The National College Baseball Hall of Fame was created in 2004 by the College Baseball Foundation, and inducted its first class in 2006. The yet-to-be built facility will be named after President George H. W. Bush who captained the Yale Bulldogs baseball team, and as a left-handed first baseman, played in the first two College World Series. As of January 2013, the Foundation had raised approximately $7 million of the $13 million goal, after receiving a $5 million grant from the Moody Foundation.

==Awards==
===Brooks Wallace Award===

Named after former Texas Tech Red Raiders shortstop and assistant coach Brooks Wallace, since 2009, this award is given annually to the best collegiate shortstop. From 2004 to 2008, the award was given to the most outstanding player.

===John Olerud Award===

Named after former Washington State Cougars pitcher and first baseman John Olerud, since 2010, this award is given annually to the best collegiate two-way player.

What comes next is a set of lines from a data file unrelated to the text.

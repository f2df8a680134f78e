// Text generation for candidate justifications

pub mod extractive;
pub mod openai;
pub mod provider;

use std::sync::Arc;

use tracing::{info, warn};

pub use extractive::ExtractiveGenerator;
pub use openai::OpenAIGenerator;
pub use provider::*;

use crate::config::LLMConfig;

/// Pick the generator for `config`. Falls back to extractive when no key is set.
pub fn build_generator(config: &LLMConfig) -> Arc<dyn TextGenerator> {
    match config.provider.as_str() {
        "openai" if !config.api_key.is_empty() => {
            info!(model = %config.model, base_url = %config.base_url, "Using OpenAI-compatible generator");
            Arc::new(OpenAIGenerator::new(&config.api_key, &config.base_url, &config.model, config.timeout))
        }
        "openai" | "extractive" => {
            info!("Using extractive generator");
            Arc::new(ExtractiveGenerator::new())
        }
        other => {
            warn!(provider = %other, "Unknown generation provider, using extractive generator");
            Arc::new(ExtractiveGenerator::new())
        }
    }
}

===Pitcher of the Year Award===

Since 2009, this award is given annually to the best collegiate pitcher. From 2004 to 2008, the Roger Clemens Award, was given to the best collegiate pitcher by the Greater Houston Baseball Association.

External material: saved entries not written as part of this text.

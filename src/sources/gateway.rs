// Gateway source client
// Talks to a JSON integration layer that fronts the real data sources:
//   POST {base_url}/sources/{source_id}/query   { "params": { ... } }
//   200 -> { "records": [ RawRecord, ... ] }

use std::sync::Arc;
use std::time::Duration;

use async_trait::async_trait;
use reqwest::{Client, StatusCode};
use serde::{Deserialize, Serialize};
use tokio_util::sync::CancellationToken;
use tracing::debug;

use super::{QueryParams, RawRecord, SourceClient, SourceRegistry};
use crate::config::SourcesConfig;
use crate::evidence::{SourceCategory, SourceId};
use crate::types::{AppError, AppResult, CallFailure};

pub struct GatewaySource {
    client: Client,
    base_url: String,
    source: SourceId,
    api_key: Option<String>,
}

#[derive(Serialize)]
struct GatewayRequest<'a> {
    params: &'a QueryParams,
}

#[derive(Deserialize)]
struct GatewayResponse {
    #[serde(default)]
    records: Vec<RawRecord>,
}

impl GatewaySource {
    pub fn new(base_url: &str, source: SourceId, timeout: Duration) -> Self {
        let client = Client::builder().timeout(timeout).build().unwrap_or_else(|_| Client::new());
        Self {
            client,
            base_url: base_url.trim_end_matches('/').to_string(),
            source,
            api_key: None,
        }
    }

    pub fn with_api_key(mut self, api_key: Option<String>) -> Self {
        self.api_key = api_key.filter(|k| !k.is_empty());
        self
    }

    fn endpoint(&self) -> String {
        format!("{}/sources/{}/query", self.base_url, self.source)
    }

    async fn send(&self, params: &QueryParams) -> Result<Vec<RawRecord>, CallFailure> {
        let mut request = self.client.post(self.endpoint()).json(&GatewayRequest { params });
        if let Some(key) = &self.api_key {
            request = request.bearer_auth(key);
        }

        let response = request
            .send()
            .await
            .map_err(|e| CallFailure::unavailable(format!("{} request failed: {}", self.source, e)))?;

        let status = response.status();
        if !status.is_success() {
            let retry_after = parse_retry_after(response.headers());
            let body = response.text().await.unwrap_or_default();
            return Err(classify_status(status, retry_after, &body));
        }

        let parsed: GatewayResponse = response
            .json()
            .await
            .map_err(|e| CallFailure::unavailable(format!("{} returned malformed body: {}", self.source, e)))?;
        debug!(source = %self.source, records = parsed.records.len(), "Gateway query succeeded");
        Ok(parsed.records)
    }
}

fn parse_retry_after(headers: &reqwest::header::HeaderMap) -> Option<Duration> {
    headers
        .get(reqwest::header::RETRY_AFTER)
        .and_then(|v| v.to_str().ok())
        .and_then(|v| v.trim().parse::<u64>().ok())
        .map(Duration::from_secs)
}

fn classify_status(status: StatusCode, retry_after: Option<Duration>, body: &str) -> CallFailure {
    let snippet: String = body.chars().take(200).collect();
    match status {
        StatusCode::TOO_MANY_REQUESTS => CallFailure::rate_limited(retry_after),
        StatusCode::BAD_REQUEST
        | StatusCode::UNAUTHORIZED
        | StatusCode::FORBIDDEN
        | StatusCode::NOT_FOUND
        | StatusCode::UNPROCESSABLE_ENTITY => CallFailure::invalid(format!("{}: {}", status, snippet)),
        _ => CallFailure::unavailable(format!("{}: {}", status, snippet)),
    }
}

#[async_trait]
impl SourceClient for GatewaySource {
    async fn query(
        &self,
        params: &QueryParams,
        cancel: &CancellationToken,
    ) -> Result<Vec<RawRecord>, CallFailure> {
        tokio::select! {
            _ = cancel.cancelled() => Err(CallFailure::cancelled()),
            result = self.send(params) => result,
        }
    }
}

/// Build a registry from `id:category` pairs served by one gateway.
pub fn gateway_registry(config: &SourcesConfig, ttl: Duration) -> AppResult<SourceRegistry> {
    let base_url = config
        .gateway_url
        .as_deref()
        .ok_or_else(|| AppError::Internal("SOURCE_GATEWAY_URL is not set".to_string()))?;

    let mut registry = SourceRegistry::new();
    for entry in &config.gateway_sources {
        let (id, category) = entry
            .split_once(':')
            .ok_or_else(|| AppError::Internal(format!("gateway source '{}' is not id:category", entry)))?;
        let category: SourceCategory = serde_json::from_value(serde_json::Value::String(category.trim().to_string()))
            .map_err(|_| AppError::Internal(format!("unknown source category in '{}'", entry)))?;
        let id = SourceId::new(id.trim());
        let client = GatewaySource::new(base_url, id.clone(), config.http_timeout)
            .with_api_key(config.gateway_api_key.clone());
        registry = registry.with_source(id, category, Arc::new(client), ttl);
    }
    Ok(registry)
}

===Stopper of the Year Award===

This award is presented to the best collegiate relief pitcher, by the NCBWA.

===Skip Bertman Award===
Named after former LSU Tigers head coach Skip Bertman, since 2013, this award is given annually to the best collegiate head coach. The inaugural award was given to head coach Mike Dickson at Gloucester County College, a Division III member of the National Junior College Athletic Association (NJCAA).

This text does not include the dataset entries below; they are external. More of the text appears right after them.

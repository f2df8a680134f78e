// Route Orchestrator - turns a research intent into a ranked, evidence-scored repurposing shortlist

pub mod agents;
pub mod budget;
pub mod cache;
pub mod config;
pub mod engine;
pub mod evidence;
pub mod executor;
pub mod graph;
pub mod intent;
pub mod llm;
pub mod middleware;
pub mod models;
pub mod queue;
pub mod ranking;
pub mod routes;
pub mod run;
pub mod sources;
pub mod store;
pub mod synthesis;
pub mod types;
pub mod utils;

// Re-exports for convenience
pub use config::Config;
pub use engine::{Engine, EngineBuilder};
pub use intent::{Intent, ReasoningMode, Route};
pub use models::AppState;
pub use run::{RunId, RunSnapshot, RunStatus};

pub fn create_router(state: AppState) -> axum::Router {
    routes::create_router(state)
}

Skip Bertman Award winners
| Season | Coach | Team | Ref |
| 2013 | Mike Dickson | Gloucester County College |  |
| 2014 | Tim Tadlock | Texas Tech |  |
| 2015 | Paul Mainieri | LSU |  |
| 2016 | Tim Scannell | Trinity |  |
| 2017 | Kevin O'Sullivan | Florida |  |
| 2018 | Jeff Willis | LSU Eunice |  |
| 2019 | Erik Bakich | Michigan |  |
| 2020 | Not awarded |  |  |
| 2021 | Jeremy Sheetinger | Georgia Gwinnett College |
| 2022 | Brian Hamm | Yale |  |
| 2023 | Kevin Brooks | Angelo State |  |
| 2024 | Jeff Willis | LSU-Eunice |  |
| 2025 | Brad Neffendorf | LSU-Shreveport |  |

===National Collegiate Umpire Award===
This award is presented to a collegiate umpire.

2012—Rich Fetchiet

2013—Dale Williams (Pac-8/Pac-10)

2014—Hank Rountree

2015—John Magnusson (SEC)

2019—Jon Bible

===George H.W. Bush Distinguished Alumnus Award===
This award is presented to a college-athlete alumnus.